Ich war damals noch sehr naiv“

In Ihrem ersten Spiel gegen Chemie Böhlen erzielten Sie direkt Ihren ersten Ober­liga-Treffer.
Bevor ich reinkam, gab der Schiri Frei­stoß. Ich lief in den Straf­raum. Mein Trainer Ger­hard Praut­zsch rief noch: Warten, warten, warten.“ Die Flanke von Ger­hard Heidler segelte in den Straf­raum und ich köpfte ein und erzielte mein erstes Tor. Das sind die Zufalls­mo­mente, bei denen in Trai­nern das Gefühl wächst: Viel­leicht wird aus dem ja doch irgendwas.“ Im Übrigen hatte Praut­zsch einen großen Anteil an meiner Ent­wick­lung, weil er auch sehr indi­vi­duell mit mir gear­beitet hat.

Sie wurden schon bald Stamm­spieler. Nicht zuletzt, weil Peter Kotte, Mat­thias Müller und Gerd Weber wegen Flucht­ver­dacht ent­lassen wurden. Angeb­lich hatten die Drei ein Angebot vom 1. FC Köln.
Es pas­sierte im Januar 1981. Die Natio­nal­mann­schaft war auf dem Weg zum Flug­hafen, um ins Trai­nings­lager nach Süd­ame­rika zu fliegen. Die Spieler wurden aber noch vor dem Abflug von der Staats­si­cher­heit fest­ge­nommen. Und teilte man mir, dass die drei auf­grund des Ver­dachts auf Vater­lands­verrat nie wieder für Dynamo Dresden spielen werden.

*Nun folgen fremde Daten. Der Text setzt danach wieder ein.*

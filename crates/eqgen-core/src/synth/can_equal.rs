use crate::{spec::*, synth::MethodContext};

/// Build `protected boolean canEqual(Object other)`.
pub(crate) fn synthesize(ctx: &MethodContext<'_>) -> MethodSpec {
    let other = "other";

    MethodSpec {
        name: "canEqual".to_string(),
        annotations: ctx.annotations(false, true),
        visibility: Visibility::Protected,
        return_type: TypeRef::Boolean,
        params: vec![ctx.object_param(other)],
        body: vec![Stmt::Return(instance_of(ident(other), ctx.self_type(false)))],
    }
}
use derive_more::Display;
use serde::Serialize;

///
/// Severity
///

#[derive(Clone, Copy, Debug, Display, Eq, Hash, Ord, PartialEq, PartialOrd, Serialize)]
pub enum Severity {
    #[display("warning")]
    Warning,
    #[display("error")]
    Error,
}

///
/// Diagnostic
///
/// A message the host attaches to the annotated declaration.
///

#[derive(Clone, Debug, Display, Eq, PartialEq, Serialize)]
#[display("{severity}: {message}")]
pub struct Diagnostic {
    pub severity: Severity,
    pub message: String,
}

impl Diagnostic {
    #[must_use]
    pub fn warning(message: impl Into<String>) -> Self {
        Self {
            severity: Severity::Warning,
            message: message.into(),
        }
    }

    #[must_use]
    pub fn error(message: impl Into<String>) -> Self {
        Self {
            severity: Severity::Error,
            message: message.into(),
        }
    }
}
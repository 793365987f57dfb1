use serde::{Deserialize, Serialize};
use thiserror::Error as ThisError;

/// Fully qualified checker-framework purity marker.
pub const SIDE_EFFECT_FREE: &str = "org.checkerframework.dataflow.qual.SideEffectFree";

///
/// ConfigError
///

#[derive(Debug, ThisError)]
pub enum ConfigError {
    #[error("failed to parse generation config: {0}")]
    Parse(#[from] toml::de::Error),

    #[error("invalid generation config: {0}")]
    Invalid(String),
}

///
/// GenerationConfig
///
/// Knobs that change how specifications are decorated and rendered; none of
/// them change which members are compared or how.
///

#[derive(Clone, Debug, Deserialize, Eq, PartialEq, Serialize)]
#[serde(default, deny_unknown_fields)]
pub struct GenerationConfig {
    /// Mark generated parameters and locals `final`.
    pub final_params: bool,

    /// Prepend the checker-framework `@SideEffectFree` marker.
    pub side_effect_free: bool,

    /// Add `@java.lang.SuppressWarnings("all")`.
    pub suppress_warnings: bool,

    /// Extra marker added to every generated method, e.g. `lombok.Generated`.
    pub generated_annotation: Option<String>,

    /// Annotations copied onto the single parameter of `equals`/`canEqual`.
    pub param_annotations: Vec<String>,

    /// Static helper applied to the simple class name in the `toString`
    /// fallback, e.g. `com.acme.util.Strings.capitalize`.
    pub to_string_fallback: Option<String>,

    pub indent: String,
}

impl Default for GenerationConfig {
    fn default() -> Self {
        Self {
            final_params: true,
            side_effect_free: false,
            suppress_warnings: true,
            generated_annotation: None,
            param_annotations: Vec::new(),
            to_string_fallback: None,
            indent: "    ".to_string(),
        }
    }
}

impl GenerationConfig {
    pub fn from_toml_str(s: &str) -> Result<Self, ConfigError> {
        let config: Self = toml::from_str(s)?;
        config.validate()?;

        Ok(config)
    }

    fn validate(&self) -> Result<(), ConfigError> {
        if let Some(helper) = &self.to_string_fallback
            && helper.rsplit_once('.').is_none_or(|(owner, m)| owner.is_empty() || m.is_empty())
        {
            return Err(ConfigError::Invalid(format!(
                "to_string_fallback '{helper}' must be a qualified Type.method path"
            )));
        }
        if !self.indent.chars().all(|c| c == ' ' || c == '\t') {
            return Err(ConfigError::Invalid(
                "indent may only contain spaces or tabs".to_string(),
            ));
        }

        Ok(())
    }
}
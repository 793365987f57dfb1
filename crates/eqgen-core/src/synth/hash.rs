use crate::{spec::*, synth::MethodContext};

/// Build `hashCode()`, which hashes the runtime class and nothing else.
///
/// Identity members are usually assigned late (on persist); hashing them
/// would move an instance between buckets of any hash container it already
/// sits in. Every instance of a class shares one hash as a result.
pub(crate) fn synthesize(ctx: &MethodContext<'_>) -> MethodSpec {
    // return this.getClass().hashCode();
    let class_hash = call(call(Expr::This, "getClass", Vec::new()), "hashCode", Vec::new());

    MethodSpec {
        name: "hashCode".to_string(),
        annotations: ctx.annotations(true, true),
        visibility: Visibility::Public,
        return_type: TypeRef::Int,
        params: Vec::new(),
        body: vec![Stmt::Return(class_hash)],
    }
}
use crate::{
    spec::*,
    strategy::{self, ComparisonRule, FloatWidth},
    synth::MethodContext,
};
use eqgen_schema::{node::MemberDescriptor, types::AccessKind};
use std::collections::HashSet;

const PARAM: &str = "o";
const OTHER: &str = "other";

/// Build `equals(Object o)`.
///
/// Statement order: reference short-circuit, type test, cast, guard (when
/// needed), one rule per identity member in declaration order, `true`.
pub(crate) fn synthesize(ctx: &MethodContext<'_>, needs_guard: bool) -> MethodSpec {
    let mut body = Vec::new();

    // if (o == this) return true;
    body.push(Stmt::If {
        cond: eq(ident(PARAM), Expr::This),
        then: Box::new(return_bool(true)),
    });

    // if (!(o instanceof Outer.Inner)) return false;
    body.push(reject_if(not(instance_of(ident(PARAM), ctx.self_type(false)))));

    // final Outer.Inner<?> other = (Outer.Inner<?>) o;
    body.push(ctx.local(
        ctx.self_type(true),
        OTHER,
        cast(ctx.self_type(true), ident(PARAM)),
    ));

    // if (!other.canEqual((java.lang.Object) this)) return false;
    if needs_guard {
        body.push(reject_if(not(call(
            ident(OTHER),
            "canEqual",
            vec![cast(TypeRef::java_lang("Object"), Expr::This)],
        ))));
    }

    let mut locals = HashSet::new();
    for member in &ctx.schema.identity_members {
        member_statements(ctx, member, &mut locals, &mut body);
    }

    body.push(return_bool(true));

    MethodSpec {
        name: "equals".to_string(),
        annotations: ctx.annotations(true, true),
        visibility: Visibility::Public,
        return_type: TypeRef::Boolean,
        params: vec![ctx.object_param(PARAM)],
        body,
    }
}

// Read a member off `target` the way it was declared.
fn access(member: &MemberDescriptor, target: Expr) -> Expr {
    match member.access {
        AccessKind::DirectField => field(target, &member.name),
        AccessKind::AccessorMethod => call(target, &member.name, Vec::new()),
    }
}

// Suffix shared by the `this`/`other` locals of one reference member.
// Accessor-backed members get a doubled `$`; a suffix already claimed by an
// earlier member (field `$code` next to accessor `code`) gets a counter.
fn local_suffix(member: &MemberDescriptor, taken: &mut HashSet<String>) -> String {
    let sep = if member.access == AccessKind::AccessorMethod { "$$" } else { "$" };
    let base = format!("{sep}{}", member.name);

    let mut suffix = base.clone();
    let mut n = 1;
    while !taken.insert(suffix.clone()) {
        suffix = format!("{base}${n}");
        n += 1;
    }

    suffix
}

fn member_statements(
    ctx: &MethodContext<'_>,
    member: &MemberDescriptor,
    locals: &mut HashSet<String>,
    body: &mut Vec<Stmt>,
) {
    let this_side = || access(member, Expr::This);
    let other_side = || access(member, ident(OTHER));

    match strategy::rule(member.category) {
        ComparisonRule::SentinelNumeric => {
            body.push(reject_if(eq(this_side(), Expr::Literal(Literal::Int(0)))));
            body.push(reject_if(ne(this_side(), other_side())));
        }

        ComparisonRule::SentinelCanonical(width) => {
            let zero = match width {
                FloatWidth::Single => Literal::Float(0.0),
                FloatWidth::Double => Literal::Double(0.0),
            };
            body.push(reject_if(eq(this_side(), Expr::Literal(zero))));

            let compare = static_call(
                TypeRef::java_lang(&width.to_string()),
                "compare",
                vec![this_side(), other_side()],
            );
            body.push(reject_if(ne(compare, Expr::Literal(Literal::Int(0)))));
        }

        ComparisonRule::Raw => {
            body.push(reject_if(ne(this_side(), other_side())));
        }

        rule @ (ComparisonRule::ArrayShallow | ComparisonRule::ArrayDeep) => {
            let method = if rule == ComparisonRule::ArrayDeep {
                "deepEquals"
            } else {
                "equals"
            };
            body.push(reject_if(not(static_call(
                TypeRef::qualified("java.util.Arrays"),
                method,
                vec![this_side(), other_side()],
            ))));
        }

        ComparisonRule::NullSafeReference => {
            body.push(reject_if(eq(this_side(), null())));

            let suffix = local_suffix(member, locals);
            let this_local = format!("this{suffix}");
            let other_local = format!("other{suffix}");

            body.push(ctx.local(TypeRef::java_lang("Object"), &this_local, this_side()));
            body.push(ctx.local(TypeRef::java_lang("Object"), &other_local, other_side()));

            let differs = conditional(
                eq(ident(&this_local), null()),
                ne(ident(&other_local), null()),
                not(call(ident(&this_local), "equals", vec![ident(&other_local)])),
            );
            body.push(reject_if(differs));
        }
    }
}
//! Member comparison lookup table.

use derive_more::Display;
use eqgen_schema::types::TypeCategory;
use serde::Serialize;

///
/// FloatWidth
///

#[derive(Clone, Copy, Debug, Display, Eq, Hash, PartialEq, Serialize)]
pub enum FloatWidth {
    #[display("Float")]
    Single,
    #[display("Double")]
    Double,
}

///
/// ComparisonRule
///
/// How one identity member decides equality. Sentinel rules treat a zero
/// value on the receiving side as "unassigned" and therefore never equal.
///

#[derive(Clone, Copy, Debug, Eq, Hash, PartialEq, Serialize)]
pub enum ComparisonRule {
    /// Zero is unset; otherwise numeric `!=`.
    SentinelNumeric,

    /// Zero is unset; otherwise the boxed type's total-order `compare`.
    SentinelCanonical(FloatWidth),

    /// Raw `!=` with no sentinel.
    Raw,

    /// `java.util.Arrays.equals`.
    ArrayShallow,

    /// `java.util.Arrays.deepEquals`.
    ArrayDeep,

    /// Null on the receiving side is unequal; otherwise null-safe `equals`.
    NullSafeReference,
}

/// Resolve the comparison rule for a member category.
#[must_use]
pub const fn rule(category: TypeCategory) -> ComparisonRule {
    match category {
        TypeCategory::IntegerLike => ComparisonRule::SentinelNumeric,
        TypeCategory::Float32 => ComparisonRule::SentinelCanonical(FloatWidth::Single),
        TypeCategory::Float64 => ComparisonRule::SentinelCanonical(FloatWidth::Double),
        TypeCategory::Boolean | TypeCategory::PlainPrimitive => ComparisonRule::Raw,
        TypeCategory::Array(element) if element.needs_deep_equality() => {
            ComparisonRule::ArrayDeep
        }
        TypeCategory::Array(_) => ComparisonRule::ArrayShallow,
        TypeCategory::Reference => ComparisonRule::NullSafeReference,
    }
}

Hat das an Ihrem Welt­bild gerüt­telt?
Ich war damals zwar noch sehr naiv, aber den­noch scho­ckiert und wusste was für ein harter Schlag das war – sowohl für die Betrof­fenen als auch für unsere Mann­schaft. Es waren schließ­lich Leis­tungs­träger. Die Dimen­sion der sys­te­ma­ti­schen Über­wa­chung der Spieler wurde mir im Ganzen erst nach der Wende und der Ein­sicht in meine Stasi-Akte bewusst.